干燥综合征肾损害不仅起病隐蔽病程长,而且发病的病因和病理机制尚无明确的定论,所以对该病的研究就显得异常的迫切。建立动物模型并利用动物疾病模型来研究人类疾病,可以克服平时一些不易见到,而且不便于在病人身上进行实验的各种人类疾病的研究。同时还可克服人类疾病发生发展缓慢、潜伏期长、发病原因多样、经常伴有各种其它疾病等因素的干扰,可以用单一的病因,在短时间内复制出典型的动物疾病模型,对于研究人类各种疾病的发生、发展规律和防治疾病疗效的机理等是极为重要的手段和工具。
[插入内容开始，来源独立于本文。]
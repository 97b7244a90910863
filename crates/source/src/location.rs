//! Geographic location of a series.

use serde::Deserialize;

/// A point location identified by WGS84 coordinates.
#[derive(Debug, Clone, PartialEq, Deserialize)]
#[serde(deny_unknown_fields)]
pub struct Location {
    /// Latitude in decimal degrees.
    pub latitude: f64,
    /// Longitude in decimal degrees.
    pub longitude: f64,
    /// Optional display name for logs and output.
    #[serde(default)]
    pub name: Option<String>,
}

impl Location {
    /// Creates a new `Location` without a display name.
    pub fn new(latitude: f64, longitude: f64) -> Self {
        Self {
            latitude,
            longitude,
            name: None,
        }
    }
}

impl std::fmt::Display for Location {
    fn fmt(&self, f: &mut std::fmt::Formatter<'_>) -> std::fmt::Result {
        match &self.name {
            Some(name) => write!(f, "{name} ({}, {})", self.latitude, self.longitude),
            None => write!(f, "({}, {})", self.latitude, self.longitude),
        }
    }
}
实验动物是生物医学研究中不可或缺的工具,实验动物在探究基因基础功能、探寻疾病的发病机制以及应用药物的临床前筛选等方面都有着十分重要的作用。小鼠在发育和代谢上与人类具有极大的相似性,其基因与人类基因也具有极高的相似度(小鼠99%的基因能在人类基因组中找到同源基因),且其生命周期短,被认为是哺乳动物中理想的模式生物。随着生物医学研究的不断发展,目前本领域仍缺乏干燥综合征肾损害相关的动物疾病模型,因此,提供一种成模率高、造模时间短、操作简单的干燥综合征肾损害小鼠疾病模型的构建方法仍是本领域亟待解决的问题。
发明内容
为了弥补本领域存在的干燥综合征肾损害小鼠模型这一技术空白,本发明的目的在于提供一种干燥综合征肾损害小鼠模型的构建方法及其应用。
本发明的上述目的通过以下技术方案得以实现:
本发明的第一方面提供了一种干燥综合征肾损害小鼠模型的构建方法。
进一步,所述方法包括如下步骤:
对小鼠施用含有小鼠肾小管抗原和弗氏佐剂的乳化剂,得到干燥综合征肾损害小鼠模型。
进一步,所述小鼠为C57BL/6小鼠;
优选地,所述C57BL/6小鼠为雌性C57BL/6小鼠;
更优选地,所述雌性C57BL/6小鼠为8周龄的雌性C57BL/6小鼠。
进一步,所述含有小鼠肾小管抗原和弗氏佐剂的乳化剂的施用方式包括皮下注射、静脉注射、腹腔注射或肌肉注射;
优选地,所述含有小鼠肾小管抗原和弗氏佐剂的乳化剂的施用方式为皮下注射。
在本发明的具体实施例中,所述含有小鼠肾小管抗原和弗氏佐剂的乳化剂的施用方式为皮下注射,皮下注射刺激免疫系统产生的应答显著强于其他途径。
进一步,所述小鼠肾小管抗原的制备包括如下步骤:
取小鼠的肾脏组织,加入消化酶进行消化,过滤制得悬液,对悬液进行离心取上清,制得小鼠肾小管抗原溶液;
优选地,所述小鼠为C57BL/6小鼠;
更优选地,所述C57BL/6小鼠为雌性C57BL/6小鼠;
最优选地,所述雌性C57BL/6小鼠为8周龄的雌性C57BL/6小鼠;
优选地,所述消化酶为胶原酶Ⅳ。
进一步,在本发明的具体实施方式中,所述小鼠肾小管抗原的制备包括如下步骤:按需要取C57BL/6小鼠,脱颈椎处死,75%酒精消毒,无菌条件下取出双侧肾脏,剥离包膜及结缔组织,用PBS洗净后放入无菌青霉素小瓶中,按照每个肾脏加入0.5mL PBS的量,向无菌青霉素小瓶中加入PBS,将瓶内的肾脏剪碎并转移到2mL细胞冻存管中,加入1.25mg/mL的胶原酶Ⅳ2mL于37℃的条件下消化1小时,每15分钟吹打一次使其消化更均匀,先后使用70μm和40μm的筛网进行过滤去除未消化组织以及肾小球,得悬液。在冰浴中将悬液充分匀浆,3000r、20min、4℃的条件离心,取上清液,采用BCA蛋白定量法定量肾脏抗原浓度,用PBS将肾小管抗原浓度调整至2mg/mL(或1mg/mL)。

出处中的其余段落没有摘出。